Objective: In 1999, the Accreditation Council for Graduate Medical Education (ACGME) and the American Board of Medical Specialties identified six core competencies for medical practice. In 2013, the milestones were introduced to demonstrate these educational outcomes across each specialty. This study represents the first examination of the sub-specialty Forensic Psychiatry Milestones.
Methods: Members of the Association of Directors of Forensic Psychiatry Fellowships were surveyed. Areas of inquiry included whether milestones assisted in identifying areas of deficiency in fellows or programs, whether the graduation milestones matched the goals of training, and what changes were planned, or had been made, based on their implementation.
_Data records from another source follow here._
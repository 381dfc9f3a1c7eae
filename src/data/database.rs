//! SQLite database operations
//!
//! All database access goes through this module.
//! Graph mutations are single atomic SQL statements, so the
//! edge-existence invariant holds under concurrent requests without
//! read-then-write races.

use chrono::Utc;
use sqlx::sqlite::{SqliteConnectOptions, SqlitePool};
use std::path::Path;
use std::str::FromStr;

use super::models::*;
use crate::error::AppError;

/// Database connection pool wrapper.
pub struct Database {
    pool: SqlitePool,
}

impl Database {
    // =========================================================================
    // Connection
    // =========================================================================

    /// Connect to SQLite database
    ///
    /// Creates the database file if it doesn't exist.
    /// Runs pending migrations automatically.
    ///
    /// # Arguments
    /// * `path` - Path to SQLite database file
    ///
    /// # Errors
    /// Returns error if connection or migration fails
    pub async fn connect(path: &Path) -> Result<Self, AppError> {
        // Create parent directory if it doesn't exist
        if let Some(parent) = path.parent() {
            std::fs::create_dir_all(parent).map_err(|e| AppError::Database(sqlx::Error::Io(e)))?;
        }

        let db_path = path.to_str().ok_or_else(|| {
            AppError::Config(format!(
                "database path must be valid UTF-8: {}",
                path.display()
            ))
        })?;

        // Foreign keys must be on for follow-edge cascade deletes.
        let options = SqliteConnectOptions::from_str(&format!("sqlite://{}", db_path))?
            .create_if_missing(true)
            .foreign_keys(true);

        let pool = SqlitePool::connect_with(options).await?;

        // Run migrations
        sqlx::migrate!("./migrations")
            .run(&pool)
            .await
            .map_err(|e| {
                tracing::error!("Migration failed: {}", e);
                AppError::Internal(anyhow::anyhow!("Migration failed: {}", e))
            })?;

        tracing::info!("Database connected and migrated successfully");

        Ok(Self { pool })
    }

    // =========================================================================
    // Accounts
    // =========================================================================

    /// Insert a new account together with its empty profile.
    ///
    /// Both rows are written in one transaction so a profile always
    /// exists for every account.
    pub async fn insert_account_with_profile(&self, account: &Account) -> Result<(), AppError> {
        let mut tx = self.pool.begin().await?;

        sqlx::query(
            r#"
            INSERT INTO accounts (
                id, username, email, password_hash,
                first_name, last_name, city, state, country,
                is_staff, is_superuser, created_at, updated_at
            ) VALUES (?, ?, ?, ?, ?, ?, ?, ?, ?, ?, ?, ?, ?)
            "#,
        )
        .bind(&account.id)
        .bind(&account.username)
        .bind(&account.email)
        .bind(&account.password_hash)
        .bind(&account.first_name)
        .bind(&account.last_name)
        .bind(&account.city)
        .bind(&account.state)
        .bind(&account.country)
        .bind(account.is_staff)
        .bind(account.is_superuser)
        .bind(account.created_at)
        .bind(account.updated_at)
        .execute(&mut *tx)
        .await?;

        sqlx::query(
            "INSERT INTO profiles (account_id, bio, image, cover, created_at, updated_at) VALUES (?, NULL, NULL, NULL, ?, ?)",
        )
        .bind(&account.id)
        .bind(account.created_at)
        .bind(account.created_at)
        .execute(&mut *tx)
        .await?;

        tx.commit().await?;

        Ok(())
    }

    /// Get account by ID
    pub async fn get_account_by_id(&self, account_id: &str) -> Result<Option<Account>, AppError> {
        let account = sqlx::query_as::<_, Account>("SELECT * FROM accounts WHERE id = ?")
            .bind(account_id)
            .fetch_optional(&self.pool)
            .await?;

        Ok(account)
    }

    /// Get account by username (case-sensitive, exact match)
    pub async fn get_account_by_username(
        &self,
        username: &str,
    ) -> Result<Option<Account>, AppError> {
        let account = sqlx::query_as::<_, Account>("SELECT * FROM accounts WHERE username = ?")
            .bind(username)
            .fetch_optional(&self.pool)
            .await?;

        Ok(account)
    }

    /// Get account by email
    pub async fn get_account_by_email(&self, email: &str) -> Result<Option<Account>, AppError> {
        let account = sqlx::query_as::<_, Account>("SELECT * FROM accounts WHERE email = ?")
            .bind(email)
            .fetch_optional(&self.pool)
            .await?;

        Ok(account)
    }

    /// Update an account and its profile in one transaction.
    ///
    /// Both rows change together or not at all, so a failure between
    /// the two statements cannot leave the profile stale.
    ///
    /// # Returns
    /// `true` if updated, `false` if either row no longer exists.
    pub async fn update_account_with_profile(
        &self,
        account: &Account,
        profile: &Profile,
    ) -> Result<bool, AppError> {
        let mut tx = self.pool.begin().await?;

        let account_rows = sqlx::query(
            r#"
            UPDATE accounts
            SET username = ?, email = ?,
                first_name = ?, last_name = ?, city = ?, state = ?, country = ?,
                is_staff = ?, is_superuser = ?, updated_at = ?
            WHERE id = ?
            "#,
        )
        .bind(&account.username)
        .bind(&account.email)
        .bind(&account.first_name)
        .bind(&account.last_name)
        .bind(&account.city)
        .bind(&account.state)
        .bind(&account.country)
        .bind(account.is_staff)
        .bind(account.is_superuser)
        .bind(account.updated_at)
        .bind(&account.id)
        .execute(&mut *tx)
        .await?
        .rows_affected();

        let profile_rows = sqlx::query(
            r#"
            UPDATE profiles
            SET bio = ?, image = ?, cover = ?, updated_at = ?
            WHERE account_id = ?
            "#,
        )
        .bind(&profile.bio)
        .bind(&profile.image)
        .bind(&profile.cover)
        .bind(profile.updated_at)
        .bind(&profile.account_id)
        .execute(&mut *tx)
        .await?
        .rows_affected();

        if account_rows != 1 || profile_rows != 1 {
            tx.rollback().await?;
            return Ok(false);
        }

        tx.commit().await?;

        Ok(true)
    }

    /// Count registered accounts.
    pub async fn count_accounts(&self) -> Result<i64, AppError> {
        let count = sqlx::query_scalar::<_, i64>("SELECT COUNT(*) FROM accounts")
            .fetch_one(&self.pool)
            .await?;
        Ok(count)
    }

    // =========================================================================
    // Profiles
    // =========================================================================

    /// Get the profile owned by an account
    pub async fn get_profile(&self, account_id: &str) -> Result<Option<Profile>, AppError> {
        let profile = sqlx::query_as::<_, Profile>("SELECT * FROM profiles WHERE account_id = ?")
            .bind(account_id)
            .fetch_optional(&self.pool)
            .await?;

        Ok(profile)
    }

    // =========================================================================
    // Follow graph
    // =========================================================================

    /// Insert a follow edge if it does not already exist.
    ///
    /// `INSERT OR IGNORE` makes the check-and-insert a single atomic
    /// statement, so concurrent follows of the same pair cannot create
    /// duplicates.
    ///
    /// # Returns
    /// `true` if the edge was inserted, `false` if it already existed.
    pub async fn insert_follow_if_absent(
        &self,
        follower_id: &str,
        followee_id: &str,
    ) -> Result<bool, AppError> {
        let result = sqlx::query(
            "INSERT OR IGNORE INTO follows (follower_id, followee_id, created_at) VALUES (?, ?, ?)",
        )
        .bind(follower_id)
        .bind(followee_id)
        .bind(Utc::now())
        .execute(&self.pool)
        .await?;

        Ok(result.rows_affected() == 1)
    }

    /// Delete a follow edge.
    ///
    /// Deleting a missing edge is a no-op, not an error.
    ///
    /// # Returns
    /// `true` if an edge was removed, `false` if none existed.
    pub async fn delete_follow(
        &self,
        follower_id: &str,
        followee_id: &str,
    ) -> Result<bool, AppError> {
        let result = sqlx::query("DELETE FROM follows WHERE follower_id = ? AND followee_id = ?")
            .bind(follower_id)
            .bind(followee_id)
            .execute(&self.pool)
            .await?;

        Ok(result.rows_affected() == 1)
    }

    /// Check whether the edge (follower, followee) exists.
    pub async fn is_following(
        &self,
        follower_id: &str,
        followee_id: &str,
    ) -> Result<bool, AppError> {
        let exists = sqlx::query_scalar::<_, bool>(
            "SELECT EXISTS(SELECT 1 FROM follows WHERE follower_id = ? AND followee_id = ?)",
        )
        .bind(follower_id)
        .bind(followee_id)
        .fetch_one(&self.pool)
        .await?;

        Ok(exists)
    }

    /// Account IDs with an edge pointing to the given account.
    pub async fn follower_ids(&self, account_id: &str) -> Result<Vec<String>, AppError> {
        let ids = sqlx::query_scalar::<_, String>(
            "SELECT follower_id FROM follows WHERE followee_id = ? ORDER BY created_at ASC",
        )
        .bind(account_id)
        .fetch_all(&self.pool)
        .await?;

        Ok(ids)
    }

    /// Account IDs the given account points to.
    pub async fn following_ids(&self, account_id: &str) -> Result<Vec<String>, AppError> {
        let ids = sqlx::query_scalar::<_, String>(
            "SELECT followee_id FROM follows WHERE follower_id = ? ORDER BY created_at ASC",
        )
        .bind(account_id)
        .fetch_all(&self.pool)
        .await?;

        Ok(ids)
    }

    /// Count followers of an account.
    pub async fn count_followers(&self, account_id: &str) -> Result<i64, AppError> {
        let count =
            sqlx::query_scalar::<_, i64>("SELECT COUNT(*) FROM follows WHERE followee_id = ?")
                .bind(account_id)
                .fetch_one(&self.pool)
                .await?;
        Ok(count)
    }

    /// Count accounts an account follows.
    pub async fn count_following(&self, account_id: &str) -> Result<i64, AppError> {
        let count =
            sqlx::query_scalar::<_, i64>("SELECT COUNT(*) FROM follows WHERE follower_id = ?")
                .bind(account_id)
                .fetch_one(&self.pool)
                .await?;
        Ok(count)
    }

    /// Count all follow edges on the instance.
    pub async fn count_follow_edges(&self) -> Result<i64, AppError> {
        let count = sqlx::query_scalar::<_, i64>("SELECT COUNT(*) FROM follows")
            .fetch_one(&self.pool)
            .await?;
        Ok(count)
    }
}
Results: Twenty-six of 35 programs responded, for a response rate of 74%. The majority found the milestones somewhat or very useful, half found the graduation-level milestones matched the program's graduation goals, and a significant majority reported that the milestones assisted in identifying improvements, change, or intended change. In choosing terms to describe the milestones, however respondents chose a variety of negative or neutral terms, rather than positive ones.
Conclusions: The milestones provided a standard mechanism for identifying areas for improvement and a common language to standardize practice. However, due to the variability across fellowship programs and the limitations of educational resources and time, implementation of the new ACGME requirement was characterized in largely negative terms. Recommendations for improvement included modification of the milestones themselves, flexibility in their implementation, and evidentiary support for their use.
Keywords: Evaluation; Forensic Psychiatry; Residents; Subspecialty.